Basel II war schließlich an allem Schuld – und das damit verbundene Ratingverfahren wurde gleich mit verteufelt. Immer fand sich jemand, der die neuesten Entwicklungen kommentierte – selbst wenn dieser keine einzige Seite des über 800 Randnummern umfassenden Basel-II-Textes gelesen hatte. Es war ein bisschen wie beim Fußball: Hier können alle mitreden. Eigentlich glaubte man diese Phase bereits überwunden, Sachlichkeit verdrängte mittlerweile Polemik. Der Popanz Basel II wurde erfolgreich vertrieben. Zu Recht, denn die deutschen Banken haben sich intensiv auf Basel II vorbereitet, sie haben den Dialog zu ihren Firmenkunden gesucht und umfangreiche Investitionen in verbesserte Risikomanagement-Systeme getätigt. Wahr ist, sie leisten damit einen wichtigen Beitrag zur Stärkung der Finanzmarktstabilität. Die Ratings der Kreditinstitute haben einen echten Innovationsschub im Risikomanagement der Banken ausgelöst. Und moderne Unternehmen schockt heute längst kein bankinternes Ratingverfahren mehr. Im Gegenteil, sie schätzen die damit verbundene Stärken-/Schwächenanalyse.

Doch jetzt ist der Popanz zurück. Die US-Hypothekenkrise hat dem Schreckgespenst die Hintertür geöffnet. Und umgehend verfallen sie wieder in den Chor der Zweifler, der Stimmungsmacher, der Modernisierungsgegner, jene, die nichts verstanden haben. Rating sei das unsägliche Zauberwort, mit dem man seit der Einführung von Basel II den Mittelstand drangsaliere und geschäftlich ausboote, schreibt der Präsident des Bundesverbands der Dienstleistungswirtschaft (BDWi), Werner Küsters, allen Ernstes in einem offenen Brief an die Banken. Das gepriesene Ratingverfahren habe völlig versagt. "Eine solche Krise, wie von Basel II ausgelöst, hat es zuvor nie gegeben", glaubt Küsters. Mit solchen markanten Worten lässt sich im Mittelstand eben Stimmung machen. "Während die Banken unter dem Schlagwort Basel II kleinen und mittleren Unternehmen die Kreditvergabe weitgehend verwehren, beteiligt man sich an milliardenschweren faulen Krediten aus dem Ausland", setzt Küsters noch einen drauf. Christoph Leitl, der Präsident der Wirtschaftskammer Österreich (WKÖ), will Basel II sogar gleich ganz abschaffen. Wegen der Verwerfungen am internationalen Kapitalmarkt lässt er prüfen, ob man Basel II wegen Erfolglosigkeit nicht kündigen kann. Empört geriert er sich, wie sorglos die Amerikaner, die ja auf die schärferen Basel-II-Richtlinien für den Finanzsektor gedrängt hätten, bei Kreditvergaben umgegangen seien und sozusagen selbst die Auslöser der Krise wären.

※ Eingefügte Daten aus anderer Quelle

use winit::dpi::PhysicalSize;

/// Renderer-facing context (device/queue + attachment formats + size).
pub struct RenderCtx<'a> {
    pub device: &'a wgpu::Device,
    pub queue: &'a wgpu::Queue,
    pub surface_format: wgpu::TextureFormat,
    pub depth_format: wgpu::TextureFormat,
    /// Drawable size in physical pixels.
    pub size: PhysicalSize<u32>,
}

impl<'a> RenderCtx<'a> {
    #[inline]
    pub fn new(
        device: &'a wgpu::Device,
        queue: &'a wgpu::Queue,
        surface_format: wgpu::TextureFormat,
        depth_format: wgpu::TextureFormat,
        size: PhysicalSize<u32>,
    ) -> Self {
        Self {
            device,
            queue,
            surface_format,
            depth_format,
            size,
        }
    }

    /// Width over height of the drawable; `1.0` while the size is zero.
    pub fn aspect(&self) -> f32 {
        if self.size.width == 0 || self.size.height == 0 {
            return 1.0;
        }
        self.size.width as f32 / self.size.height as f32
    }
}

/// Target for drawing (encoder + color and depth views).
///
/// Both attachments have already been cleared for the frame; renderers load
/// and store them.
pub struct RenderTarget<'a> {
    pub encoder: &'a mut wgpu::CommandEncoder,
    pub color_view: &'a wgpu::TextureView,
    pub depth_view: &'a wgpu::TextureView,
}

impl<'a> RenderTarget<'a> {
    #[inline]
    pub fn new(
        encoder: &'a mut wgpu::CommandEncoder,
        color_view: &'a wgpu::TextureView,
        depth_view: &'a wgpu::TextureView,
    ) -> Self {
        Self {
            encoder,
            color_view,
            depth_view,
        }
    }
}
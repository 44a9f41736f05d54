use anyhow::{Context, Result};
use wgpu::SurfaceError;
use winit::dpi::PhysicalSize;
use winit::window::Window;

use super::{surface, DepthBuffer, GpuFrame, GpuInit, SurfaceErrorAction};

/// The rendering context bound to one window.
///
/// - creates and stores Instance/Adapter/Device/Queue
/// - creates and configures the Surface (swapchain) plus a matching depth buffer
/// - acquires frames and provides an encoder + view for rendering
pub struct Gpu<'w> {
    /// Kept alive for the surface's sake.
    _instance: wgpu::Instance,

    /// Surface bound to the window; `'w` ties it to the window borrow.
    surface: wgpu::Surface<'w>,

    _adapter: wgpu::Adapter,
    device: wgpu::Device,
    queue: wgpu::Queue,

    /// Active surface configuration.
    config: wgpu::SurfaceConfiguration,

    depth: DepthBuffer,

    /// Current drawable size in physical pixels. May be zero while minimized.
    size: PhysicalSize<u32>,
}

impl<'w> Gpu<'w> {
    /// Creates a rendering context bound to `window`.
    ///
    /// Fails when the window has no area, or when no adapter, device or
    /// surface format is available.
    pub async fn new(window: &'w Window, init: GpuInit) -> Result<Self> {
        let size = window.inner_size();
        anyhow::ensure!(size.width > 0 && size.height > 0, "window has zero size");

        let GpuInit {
            prefer_srgb,
            present_mode,
            alpha_mode,
            required_features,
            required_limits,
            desired_maximum_frame_latency,
        } = init;

        let instance = wgpu::Instance::new(&wgpu::InstanceDescriptor {
            backends: wgpu::Backends::all(),
            ..Default::default()
        });

        let surface = instance
            .create_surface(window)
            .context("failed to create wgpu surface")?;

        let adapter = instance
            .request_adapter(&wgpu::RequestAdapterOptions {
                power_preference: wgpu::PowerPreference::default(),
                compatible_surface: Some(&surface),
                force_fallback_adapter: false,
            })
            .await
            .context("failed to find a suitable GPU adapter")?;

        let info = adapter.get_info();
        log::info!("using adapter `{}` ({:?})", info.name, info.backend);

        let (device, queue) = adapter
            .request_device(&wgpu::DeviceDescriptor {
                label: Some("tessera device"),
                required_features,
                required_limits,
                experimental_features: wgpu::ExperimentalFeatures::disabled(),
                memory_hints: wgpu::MemoryHints::MemoryUsage,
                trace: wgpu::Trace::Off,
            })
            .await
            .context("failed to create wgpu device/queue")?;

        let caps = surface.get_capabilities(&adapter);
        let format = surface::choose_surface_format(&caps, prefer_srgb)
            .context("no supported surface formats")?;

        let config = wgpu::SurfaceConfiguration {
            usage: wgpu::TextureUsages::RENDER_ATTACHMENT,
            format,
            width: size.width,
            height: size.height,
            present_mode: surface::choose_present_mode(&caps, present_mode),
            alpha_mode: surface::choose_alpha_mode(&caps, alpha_mode),
            view_formats: vec![],
            desired_maximum_frame_latency,
        };

        surface.configure(&device, &config);
        let depth = DepthBuffer::new(&device, size);

        log::debug!(
            "surface configured: {}x{} {:?} {:?}",
            size.width,
            size.height,
            config.format,
            config.present_mode
        );

        Ok(Self {
            _instance: instance,
            surface,
            _adapter: adapter,
            device,
            queue,
            config,
            depth,
            size,
        })
    }

    /// Returns the active surface format.
    pub fn surface_format(&self) -> wgpu::TextureFormat {
        self.config.format
    }

    /// Returns the current drawable size (physical pixels).
    pub fn size(&self) -> PhysicalSize<u32> {
        self.size
    }

    pub fn device(&self) -> &wgpu::Device {
        &self.device
    }

    pub fn queue(&self) -> &wgpu::Queue {
        &self.queue
    }

    pub fn depth(&self) -> &DepthBuffer {
        &self.depth
    }

    /// Reconfigures the surface and depth buffer after a resize.
    ///
    /// wgpu cannot configure a 0x0 surface; in that case only the stored
    /// size changes and configuration waits for a real size.
    pub fn resize(&mut self, new_size: PhysicalSize<u32>) {
        self.size = new_size;
        if new_size.width == 0 || new_size.height == 0 {
            return;
        }

        self.config.width = new_size.width;
        self.config.height = new_size.height;
        self.surface.configure(&self.device, &self.config);
        self.depth.resize(&self.device, new_size);
    }

    /// Acquires the next surface texture and creates an encoder.
    pub fn begin_frame(&self) -> std::result::Result<GpuFrame, SurfaceError> {
        let surface_texture = self.surface.get_current_texture()?;
        let view = surface_texture
            .texture
            .create_view(&wgpu::TextureViewDescriptor::default());

        let encoder = self
            .device
            .create_command_encoder(&wgpu::CommandEncoderDescriptor {
                label: Some("tessera frame encoder"),
            });

        Ok(GpuFrame {
            surface_texture,
            view,
            encoder,
        })
    }

    /// Submits the recorded commands and presents the frame.
    pub fn submit(&self, frame: GpuFrame) {
        let GpuFrame {
            surface_texture,
            view,
            encoder,
        } = frame;
        self.queue.submit(std::iter::once(encoder.finish()));
        drop(view);
        surface_texture.present();
    }

    /// Converts a `SurfaceError` into a higher-level action.
    pub fn handle_surface_error(&mut self, err: SurfaceError) -> SurfaceErrorAction {
        log::debug!("surface error: {err:?}");
        surface::map_surface_error(&self.surface, &self.device, &self.config, self.size, err)
    }
}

Es ist zum verzweifeln. Einmal mehr soll der Überbringer der schlechten Botschaft gehängt, soll der Bock zum Gärtner gemacht werden.

Der betriebs-, ja volkswirtschaftliche Nutzen von Risikomanagement hat sich manchen Lobbyisten noch immer nicht erschlossen. Oder der Eindruck drängt sich auf, dass hier wider besseren Wissens die Unterschiede zwischen Kreditrisikomanagement auf der einen Seite und misslungenem Eigenhandel auf der anderen Seite bewusst verwischt werden sollen. Basel II eignet sich halt so schön als Sündenbock. Doch jetzt ist es an der Zeit, den Popanz wieder zu verjagen. Die Stimmung zugunsten eines effizienten Risikomanagements darf nicht kippen!